Junior Ellie Kim has lived in the United States her entire life. Due to the coronavirus pandemic, she addresses the increase in hate crimes against Asian Americans.

A 23-year-old Asian woman was punched in the face by another woman making racial slurs in Manhattan.

A 23-year-old Chinese college student was attacked and beaten in London.

A 16-year-old Asian boy was attacked and hospitalized by classmates who accused him of having the coronavirus in California. 

These are only a few of the many racial hate crimes made against Asian Americans since the outbreak of the coronavirus, which originated in Wuhan, China. With the number of confirmed cases in the United States reaching over 122,000, the coronavirus outbreak has caused businesses to shut down, schools to close, and supplies from grocery stores to vanish. However, the pandemic has also given rise to fear and xenophobia. 

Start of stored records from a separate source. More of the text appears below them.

use std::sync::Arc;

use kurbo::{Line, Point, Rect};
use log::debug;

use super::effects::{BulbConfig, GlowConfig};
use super::{FrameBackend, FrameOutput, GridLineStyle, RenderSettings};
use crate::geometry::engine::ShapeGeometryEngine;
use crate::geometry::shape::ShapePath;
use crate::grid::{PixelGrid, Rgb};
use crate::viewport::VisibleRange;
use crate::PixelArtError;

#[derive(Clone, Copy, Debug, PartialEq, Eq)]
pub enum LayerKind {
    Glow,
    Fill,
    Highlight,
}

/// One compositing pass over every painted cell.
#[derive(Clone, Copy, Debug, PartialEq)]
pub enum LayerPass {
    Glow(GlowConfig),
    Fill,
    Highlight(BulbConfig),
}

impl LayerPass {
    pub fn kind(&self) -> LayerKind {
        match self {
            LayerPass::Glow(_) => LayerKind::Glow,
            LayerPass::Fill => LayerKind::Fill,
            LayerPass::Highlight(_) => LayerKind::Highlight,
        }
    }
}

/// A non-empty cell and its outline.
#[derive(Clone, Debug)]
pub struct CellPaint {
    pub x: u32,
    pub y: u32,
    pub color: Rgb,
    pub path: Arc<ShapePath>,
}

#[derive(Clone, Debug, PartialEq)]
pub struct GridLines {
    pub style: GridLineStyle,
    pub lines: Vec<Line>,
}

/// Backend-neutral description of a frame.
///
/// `passes` are composited bottom to top, each over all of `cells`, and grid
/// lines go on top of everything.
#[derive(Clone, Debug)]
pub struct LayerStack {
    pub bounds: Rect,
    pub background: Option<Rgb>,
    pub cells: Vec<CellPaint>,
    pub passes: Vec<LayerPass>,
    pub grid_lines: Option<GridLines>,
}

impl LayerStack {
    pub fn kinds(&self) -> Vec<LayerKind> {
        self.passes.iter().map(LayerPass::kind).collect()
    }
}

/// Composes grids into [`LayerStack`]s and hands them to a backend. Owns the
/// shape cache, so outlines survive across frames.
#[derive(Debug, Default)]
pub struct LayeredRenderer {
    geometry: ShapeGeometryEngine,
}

impl LayeredRenderer {
    pub fn new(geometry: ShapeGeometryEngine) -> Self {
        Self { geometry }
    }

    pub fn geometry(&self) -> &ShapeGeometryEngine {
        &self.geometry
    }

    pub fn geometry_mut(&mut self) -> &mut ShapeGeometryEngine {
        &mut self.geometry
    }

    pub fn compose(
        &mut self,
        grid: &PixelGrid,
        range: VisibleRange,
        settings: &RenderSettings,
    ) -> Result<LayerStack, PixelArtError> {
        settings.validate()?;

        let range = VisibleRange {
            start_x: range.start_x.min(grid.width()),
            end_x: range.end_x.min(grid.width()),
            start_y: range.start_y.min(grid.height()),
            end_y: range.end_y.min(grid.height()),
        };

        let cell_size = settings.cell_size;
        let inset = settings.gap / 2.0;
        let shape_size = settings.shape_size();

        let mut cells = Vec::new();
        for (x, y) in range.cells() {
            let Some(color) = grid.get(x, y) else { continue };
            let path = self.geometry.path_for(
                x as f64 * cell_size + inset,
                y as f64 * cell_size + inset,
                shape_size,
                &settings.shape,
            )?;
            cells.push(CellPaint { x, y, color, path });
        }

        let mut passes = Vec::with_capacity(3);
        if let Some(glow) = settings.effects.glow() {
            passes.push(LayerPass::Glow(*glow));
        }
        passes.push(LayerPass::Fill);
        if let Some(bulb) = settings.effects.bulb() {
            passes.push(LayerPass::Highlight(*bulb));
        }

        let grid_lines = settings
            .grid_lines
            .map(|style| GridLines { style, lines: grid_line_segments(range, cell_size) });

        debug!(
            "composed {} of {} cells into {} passes",
            cells.len(),
            range.cell_count(),
            passes.len()
        );

        Ok(LayerStack {
            bounds: Rect::new(
                range.start_x as f64 * cell_size,
                range.start_y as f64 * cell_size,
                range.end_x as f64 * cell_size,
                range.end_y as f64 * cell_size,
            ),
            background: settings.background,
            cells,
            passes,
            grid_lines,
        })
    }

    pub fn render(
        &mut self,
        backend: &dyn FrameBackend,
        grid: &PixelGrid,
        range: VisibleRange,
        settings: &RenderSettings,
    ) -> Result<FrameOutput, PixelArtError> {
        let stack = self.compose(grid, range, settings)?;
        backend.draw(&stack)
    }
}

/// Cell boundaries inside `range` only.
fn grid_line_segments(range: VisibleRange, cell_size: f64) -> Vec<Line> {
    if range.is_empty() {
        return Vec::new();
    }

    let left = range.start_x as f64 * cell_size;
    let right = range.end_x as f64 * cell_size;
    let top = range.start_y as f64 * cell_size;
    let bottom = range.end_y as f64 * cell_size;

    let vertical = (range.start_x..=range.end_x).map(|x| {
        let x = x as f64 * cell_size;
        Line::new(Point::new(x, top), Point::new(x, bottom))
    });
    let horizontal = (range.start_y..=range.end_y).map(|y| {
        let y = y as f64 * cell_size;
        Line::new(Point::new(left, y), Point::new(right, y))
    });

    vertical.chain(horizontal).collect()
}

#[cfg(test)]
mod tests {
    use super::*;
    use crate::render::effects::EffectConfig;

    fn checkerboard(size: u32) -> PixelGrid {
        let mut grid = PixelGrid::blank(size, size).unwrap();
        for y in 0..size {
            for x in 0..size {
                if (x + y) % 2 == 0 {
                    grid.set(x, y, Some(Rgb::new(200, 40, 40)));
                }
            }
        }
        grid
    }

    fn all_effects() -> RenderSettings {
        RenderSettings {
            effects: EffectConfig {
                glow: GlowConfig { enabled: true, size: 4.0, ..GlowConfig::default() },
                bulb: BulbConfig { enabled: true, ..BulbConfig::default() },
            },
            ..RenderSettings::default()
        }
    }

    #[test]
    fn passes_are_ordered_glow_fill_highlight() {
        let grid = checkerboard(6);
        let mut renderer = LayeredRenderer::default();

        let full = renderer.compose(&grid, VisibleRange::full(6, 6), &all_effects()).unwrap();
        assert_eq!(full.kinds(), vec![LayerKind::Glow, LayerKind::Fill, LayerKind::Highlight]);

        let partial = VisibleRange { start_x: 3, end_x: 6, start_y: 2, end_y: 5 };
        let windowed = renderer.compose(&grid, partial, &all_effects()).unwrap();
        assert_eq!(windowed.kinds(), full.kinds());
    }

    #[test]
    fn disabled_effects_leave_only_fill() {
        let grid = checkerboard(2);
        let stack = LayeredRenderer::default()
            .compose(&grid, VisibleRange::full(2, 2), &RenderSettings::default())
            .unwrap();

        assert_eq!(stack.kinds(), vec![LayerKind::Fill]);
    }

    #[test]
    fn empty_cells_are_skipped() {
        let grid = checkerboard(4);
        let stack = LayeredRenderer::default()
            .compose(&grid, VisibleRange::full(4, 4), &RenderSettings::default())
            .unwrap();

        assert_eq!(stack.cells.len(), 8);
        assert!(stack.cells.iter().all(|cell| (cell.x + cell.y) % 2 == 0));
    }

    #[test]
    fn gap_insets_each_shape() {
        let mut grid = PixelGrid::blank(3, 3).unwrap();
        grid.set(2, 1, Some(Rgb::WHITE));
        let settings = RenderSettings { cell_size: 10.0, gap: 2.0, ..RenderSettings::default() };

        let stack = LayeredRenderer::default()
            .compose(&grid, VisibleRange::full(3, 3), &settings)
            .unwrap();

        assert_eq!(stack.cells[0].path.bounds(), Rect::new(21.0, 11.0, 29.0, 19.0));
    }

    #[test]
    fn bounds_cover_the_range() {
        let grid = checkerboard(10);
        let range = VisibleRange { start_x: 2, end_x: 5, start_y: 1, end_y: 3 };

        let stack =
            LayeredRenderer::default().compose(&grid, range, &RenderSettings::default()).unwrap();

        assert_eq!(stack.bounds, Rect::new(20.0, 10.0, 50.0, 30.0));
        assert!(stack.cells.iter().all(|cell| range.contains(cell.x, cell.y)));
    }

    #[test]
    fn range_past_the_grid_is_clamped() {
        let grid = checkerboard(2);
        let range = VisibleRange { start_x: 0, end_x: 40, start_y: 1, end_y: 40 };

        let stack =
            LayeredRenderer::default().compose(&grid, range, &RenderSettings::default()).unwrap();

        assert_eq!(stack.bounds, Rect::new(0.0, 10.0, 20.0, 20.0));
        assert_eq!(stack.cells.len(), 1);
    }

    #[test]
    fn grid_lines_cover_visible_boundaries_only() {
        let grid = checkerboard(10);
        let settings = RenderSettings {
            grid_lines: Some(GridLineStyle::default()),
            ..RenderSettings::default()
        };
        let range = VisibleRange { start_x: 1, end_x: 3, start_y: 0, end_y: 1 };

        let stack = LayeredRenderer::default().compose(&grid, range, &settings).unwrap();
        let lines = stack.grid_lines.unwrap().lines;

        // Three vertical boundaries plus two horizontal ones.
        assert_eq!(lines.len(), 5);
        assert_eq!(lines[0], Line::new((10.0, 0.0), (10.0, 10.0)));
        assert_eq!(lines[4], Line::new((10.0, 10.0), (30.0, 10.0)));
    }

    #[test]
    fn repeated_frames_reuse_cached_outlines() {
        let grid = checkerboard(4);
        let mut renderer = LayeredRenderer::default();

        renderer.compose(&grid, VisibleRange::full(4, 4), &RenderSettings::default()).unwrap();
        renderer.compose(&grid, VisibleRange::full(4, 4), &RenderSettings::default()).unwrap();

        let stats = renderer.geometry().stats();
        assert_eq!(stats.misses, 8);
        assert_eq!(stats.hits, 8);
    }
}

The coronavirus has since been dubbed the “Chinese virus” or “Wuhan virus.” President Trump used the term in multiple tweets and during a task force briefing, on Thursday, March 19. Newspapers and the media in Europe have even adopted the terms “Yellow Peril” and “Yellow Alert” to describe people of Asian descent. Social media pages on Instagram and Twitter have shamed various Asian delicacies, including ones that originate in other Asian countries such as Korea. 

Misinformation and ignorance about the pandemic have led to a sharp increase in hate crimes against Asians, regardless of their heritage. Many Asian Americans, most of whom have been born and raised in the U.S., are now scared to go out in public in fear of being attacked. 

Being a Korean American myself, I have never felt more ashamed by the behavior of some of my fellow Americans. As someone who has spent their whole life in America, I have never had to witness such strong xenophobic acts. It disappoints me to see that in this day and age, people are still choosing to discriminate against others based on their race or culture.

I have never felt as self-conscious about my heritage as I do now. It feels as if everyone’s eyes are on me as soon as I walk into public establishments, as small as a grocery store or the post office. 

Calling it the “Chinese virus” or “Wuhan virus” only validates blaming and discriminating against Asians, and it is also offensive to group all Asians together and disregard the differing cultures in Asia. Using these terms only serves to drive a wedge between Asian Americans and the very country that they call home.

The swine flu pandemic of 2009, which originated in the U.S., did not result in increased hostility or xenophobia from other countries. The pandemic resulted in an estimated 151,700 to 575,400 deaths worldwide during the first year the virus circulated, according to the CDC. However, no one placed the blame or pointed fingers.

Placing the blame on a group of people and using the virus as an excuse to be racist does nothing to solve the issue at hand.  

According to the WHO, “fear is a natural human response to any threat,” but as more data is collected, our understanding of the virus increases. While being cautious is important to stay healthy and safe, it is crucial that people ensure that they stay informed. 

It is time to stop downplaying racism and stop hiding behind fear.